Evaluation of Using Different Screwed Abutment Height

Not Applicable

Completed

Brief Summary: A prospective randomized controlled clinical trial will be conducted. Study groups will be assigned as described above. The patients will be randomly divided into two groups in order to study the influence of prosthetic screw abutment in marginal bone loss (MBL) around Bone Level Tapered implants (BLT® Roxolid® SLActive® guided implants, Straumann Dental Implant System, Institut Straumann AG, Basel, Switzerland).

Detailed Description: 48 patients will be selected with partial edentulism in the maxilla or mandible, requiring two dental implants in the posterior areas (molars and premolars).

Each patient will be randomly allocated in one of the two groups: test group (n=36) or control group (n=12) and all the implants will be placed by residents of the International Master in Oral Surgery and Master in Periodontics of the same University.

Study groups

Group 1: Two stage approach (cover screw in first surgery and healing abutment in second surgery) (12 patients)

Group 2: One stage approach (healing cap over trans-epithelial abutments) (36 patients).Two subgroups according to different trans-epithelial height abutment:

* Subgroup 2.1: Screw-retained abutment of 1 mm height (18 patients)

* Subgroup 2.2: Screw-retained abutment of 2.5 mm height (18 patients)

Clinical Parameters and Outcomes

* Three-dimensional volumetric changes in hard and soft tissues (Cone-beam computed tomography superposed with digital cast models).

* Marginal bone level (MBL) change: Standardized intraoral periapical x-rays will be taken on the day of surgery, 4, 6, 12, 24 and 36 months following surgery.

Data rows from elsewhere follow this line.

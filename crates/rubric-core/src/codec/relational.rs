//! Relational codec
//!
//! Flattens a method into normalized rows:
//!
//! | table               | key                    | content                                   |
//! |---------------------|------------------------|-------------------------------------------|
//! | `methods`           | `id`                   | name, creator, creation time, visibility  |
//! | `grades`            | `id`                   | name, bounds, step, description, value    |
//! | `blocks`            | `id`                   | name                                      |
//! | `method_components` | `(parent_id, position)`| `child_kind`, `child_id`                  |
//! | `block_components`  | `(parent_id, position)`| `child_kind`, `child_id`                  |
//! | `method_actions`    | `(owner_id, position)` | action tag                                |
//! | `block_actions`     | `(owner_id, position)` | action tag                                |
//!
//! Grade and block ids are generated at encode time, so every save of a
//! method produces a fresh set of node rows.

use std::collections::{HashMap, HashSet};

use chrono::{DateTime, Utc};
use ulid::Ulid;
use uuid::Uuid;

use super::corrupt;
use crate::error::{RubricError, Result};
use crate::gradable::{Action, Gradable, Grade, GradingBlock, GradingMethod, NodeKind};

/// Row of the `methods` table
#[derive(Debug, Clone, PartialEq)]
pub struct MethodRow {
    pub id: Uuid,
    pub name: String,
    pub creator_id: String,
    pub created_at: DateTime<Utc>,
    pub is_public: bool,
}

/// Row of the `grades` table
#[derive(Debug, Clone, PartialEq)]
pub struct GradeRow {
    pub id: String,
    pub name: String,
    pub min: f64,
    pub max: f64,
    pub step: f64,
    pub description: Option<String>,
    pub value: Option<f64>,
}

/// Row of the `blocks` table
#[derive(Debug, Clone, PartialEq)]
pub struct BlockRow {
    pub id: String,
    pub name: String,
}

/// Row of `method_components` or `block_components`
#[derive(Debug, Clone, PartialEq)]
pub struct ComponentLink {
    pub parent_id: String,
    pub position: i64,
    pub child_kind: NodeKind,
    pub child_id: String,
}

/// Row of `method_actions` or `block_actions`
#[derive(Debug, Clone, PartialEq)]
pub struct ActionRow {
    pub owner_id: String,
    pub position: i64,
    pub action: Action,
}

/// All rows describing one method
#[derive(Debug, Clone, PartialEq)]
pub struct RelationalRows {
    pub method: MethodRow,
    pub grades: Vec<GradeRow>,
    pub blocks: Vec<BlockRow>,
    pub method_components: Vec<ComponentLink>,
    pub block_components: Vec<ComponentLink>,
    pub method_actions: Vec<ActionRow>,
    pub block_actions: Vec<ActionRow>,
}

impl RelationalRows {
    fn empty(method: MethodRow) -> Self {
        RelationalRows {
            method,
            grades: Vec::new(),
            blocks: Vec::new(),
            method_components: Vec::new(),
            block_components: Vec::new(),
            method_actions: Vec::new(),
            block_actions: Vec::new(),
        }
    }
}

/// Generate an id for a grade or block row
pub fn new_node_id() -> String {
    Ulid::new().to_string().to_lowercase()
}

/// Flatten a method into rows
pub fn encode(method: &GradingMethod) -> RelationalRows {
    let mut rows = RelationalRows::empty(MethodRow {
        id: method.id(),
        name: method.name().to_string(),
        creator_id: method.creator_id().to_string(),
        created_at: method.created_at(),
        is_public: method.is_public(),
    });

    let method_id = method.id().to_string();
    for (position, component) in method.components().iter().enumerate() {
        let (child_kind, child_id) = encode_node(component, &mut rows);
        rows.method_components.push(ComponentLink {
            parent_id: method_id.clone(),
            position: position as i64,
            child_kind,
            child_id,
        });
    }
    rows.method_actions = action_rows(&method_id, method.actions());

    rows
}

fn encode_node(node: &Gradable, rows: &mut RelationalRows) -> (NodeKind, String) {
    let id = new_node_id();
    match node {
        Gradable::Grade(grade) => {
            rows.grades.push(GradeRow {
                id: id.clone(),
                name: grade.name().to_string(),
                min: grade.min(),
                max: grade.max(),
                step: grade.step(),
                description: grade.description().map(str::to_string),
                value: grade.current(),
            });
            (NodeKind::Grade, id)
        }
        Gradable::Block(block) => {
            rows.blocks.push(BlockRow {
                id: id.clone(),
                name: block.name().to_string(),
            });
            for (position, component) in block.components().iter().enumerate() {
                let (child_kind, child_id) = encode_node(component, rows);
                rows.block_components.push(ComponentLink {
                    parent_id: id.clone(),
                    position: position as i64,
                    child_kind,
                    child_id,
                });
            }
            let actions = action_rows(&id, block.actions());
            rows.block_actions.extend(actions);
            (NodeKind::Block, id)
        }
    }
}

fn action_rows(owner_id: &str, actions: &[Action]) -> Vec<ActionRow> {
    actions
        .iter()
        .enumerate()
        .map(|(position, action)| ActionRow {
            owner_id: owner_id.to_string(),
            position: position as i64,
            action: *action,
        })
        .collect()
}

/// Rebuild a method from its rows.
///
/// Starts at the method's component links, resolves each child by kind and
/// id, and recurses into blocks through `block_components`. Links and
/// actions are applied in `position` order.
pub fn decode(rows: &RelationalRows) -> Result<GradingMethod> {
    let index = RowIndex::new(rows)?;
    let method_id = rows.method.id.to_string();

    let mut method = GradingMethod::restore(
        rows.method.id,
        rows.method.created_at,
        &rows.method.name,
        &rows.method.creator_id,
        rows.method.is_public,
    );

    let mut path = HashSet::new();
    let links = index.method_links.get(method_id.as_str());
    let actions = index.method_actions.get(method_id.as_str());
    index.fill_block(method.root_mut(), links, actions, &mut path)?;

    let context = format!("rows for method {}", method_id);
    method.validate().map_err(|e| corrupt(&context, e))?;
    Ok(method)
}

/// Lookup tables over a set of rows, with links and actions sorted by position
struct RowIndex<'a> {
    grades: HashMap<&'a str, &'a GradeRow>,
    blocks: HashMap<&'a str, &'a BlockRow>,
    method_links: HashMap<&'a str, Vec<&'a ComponentLink>>,
    block_links: HashMap<&'a str, Vec<&'a ComponentLink>>,
    method_actions: HashMap<&'a str, Vec<&'a ActionRow>>,
    block_actions: HashMap<&'a str, Vec<&'a ActionRow>>,
}

impl<'a> RowIndex<'a> {
    fn new(rows: &'a RelationalRows) -> Result<Self> {
        Ok(RowIndex {
            grades: rows.grades.iter().map(|g| (g.id.as_str(), g)).collect(),
            blocks: rows.blocks.iter().map(|b| (b.id.as_str(), b)).collect(),
            method_links: group_links(&rows.method_components)?,
            block_links: group_links(&rows.block_components)?,
            method_actions: group_actions(&rows.method_actions)?,
            block_actions: group_actions(&rows.block_actions)?,
        })
    }

    fn fill_block(
        &self,
        block: &mut GradingBlock,
        links: Option<&Vec<&'a ComponentLink>>,
        actions: Option<&Vec<&'a ActionRow>>,
        path: &mut HashSet<&'a str>,
    ) -> Result<()> {
        for link in links.into_iter().flatten().copied() {
            block.add_grade(self.resolve(link, path)?);
        }
        for row in actions.into_iter().flatten() {
            block.add_action(row.action);
        }
        Ok(())
    }

    fn resolve(&self, link: &'a ComponentLink, path: &mut HashSet<&'a str>) -> Result<Gradable> {
        let child_id = link.child_id.as_str();
        match link.child_kind {
            NodeKind::Grade => {
                let row = self.grades.get(child_id).ok_or_else(|| {
                    RubricError::integrity(format!(
                        "link {}#{} points to missing grade {}",
                        link.parent_id, link.position, child_id
                    ))
                })?;
                decode_grade(row).map(Gradable::Grade)
            }
            NodeKind::Block => {
                let row = self.blocks.get(child_id).ok_or_else(|| {
                    RubricError::integrity(format!(
                        "link {}#{} points to missing block {}",
                        link.parent_id, link.position, child_id
                    ))
                })?;
                if !path.insert(child_id) {
                    return Err(RubricError::integrity(format!(
                        "block {} contains itself",
                        child_id
                    )));
                }

                let mut block = GradingBlock::new(&row.name);
                self.fill_block(
                    &mut block,
                    self.block_links.get(child_id),
                    self.block_actions.get(child_id),
                    path,
                )?;
                path.remove(child_id);
                Ok(Gradable::Block(block))
            }
        }
    }
}

fn decode_grade(row: &GradeRow) -> Result<Grade> {
    let context = format!("grade row {}", row.id);
    let mut grade = Grade::new(&row.name, row.min, row.max, row.step, row.description.clone())
        .map_err(|e| corrupt(&context, e))?;
    if let Some(value) = row.value {
        grade.update_grade(value).map_err(|e| corrupt(&context, e))?;
    }
    Ok(grade)
}

fn group_links(links: &[ComponentLink]) -> Result<HashMap<&str, Vec<&ComponentLink>>> {
    let mut grouped: HashMap<&str, Vec<&ComponentLink>> = HashMap::new();
    for link in links {
        grouped.entry(link.parent_id.as_str()).or_default().push(link);
    }
    for (parent, group) in grouped.iter_mut() {
        group.sort_by_key(|link| link.position);
        if group.windows(2).any(|w| w[0].position == w[1].position) {
            return Err(RubricError::integrity(format!(
                "duplicate component position under {}",
                parent
            )));
        }
    }
    Ok(grouped)
}

fn group_actions(actions: &[ActionRow]) -> Result<HashMap<&str, Vec<&ActionRow>>> {
    let mut grouped: HashMap<&str, Vec<&ActionRow>> = HashMap::new();
    for row in actions {
        grouped.entry(row.owner_id.as_str()).or_default().push(row);
    }
    for (owner, group) in grouped.iter_mut() {
        group.sort_by_key(|row| row.position);
        if group.windows(2).any(|w| w[0].position == w[1].position) {
            return Err(RubricError::integrity(format!(
                "duplicate action position under {}",
                owner
            )));
        }
    }
    Ok(grouped)
}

* Probing depth, bleeding on probing and keratinized mucosa width will be measured in the follow-up visits in 3 different points in buccal (Mesial, center and distal).

* VAS Scale: The visual analog scale or visual analog scale (VAS).

Recruitment & Eligibility

Inclusion Criteria

Exclusion Criteria

Acute local infection
Occlusal overload with parafunctional activity (assessed clinically)
Large occlusal discrepancies
Untreated periodontal disease assessed by Socransky et al. parameters (≥2mm clinical attachment loss in two consecutive visits within 1 year)
Smokers (more than 10 cigarettes/day)
Drug and/or alcoholic dependencies
Medical conditions contraindicating implant surgery
History of head and/or neck radiation
Bisphosphonate therapy

Primary Outcome Measures

Name	Time	Method
Marginal Bone Loss	After implant loading (baseline)and once every year to 24 months follow-up	Periimplant bone level by measuring from the implant platform to the first bone to implant contact. Messuret in 2 points: MESIAL AND DISTAL with intra-oral XR. (measured in millimeters). The mean of this two-points for each implant was calculated. Afterwards, the mean for the mesial implants, distal and total implant sample per group was calculated.

Secondary Outcome Measures

Name	Time	Method
Probing Depth	After implant loading (baseline)and once every year to 36 months follow-up	Measuring this outcomes at 4 different points .(Mesial Buccal, Center Buccal, Distal Buccal and central lingual) (measured in millimeters).
Bleeding on Probing	After implant loading (baseline)and once every year to 36 months follow-up	Measuring this outcomes at 4 different points .(Mesial Buccal, Center Buccal, Distal Buccal and central lingual) (measured in millimeters).
Keratinized Mucosa Width	After implant loading (baseline)and once every year to 36 months follow-up	Measuring this outcomes at 4 different points .(Mesial Buccal, Center Buccal, Distal Buccal and central lingual) (measured in millimeters).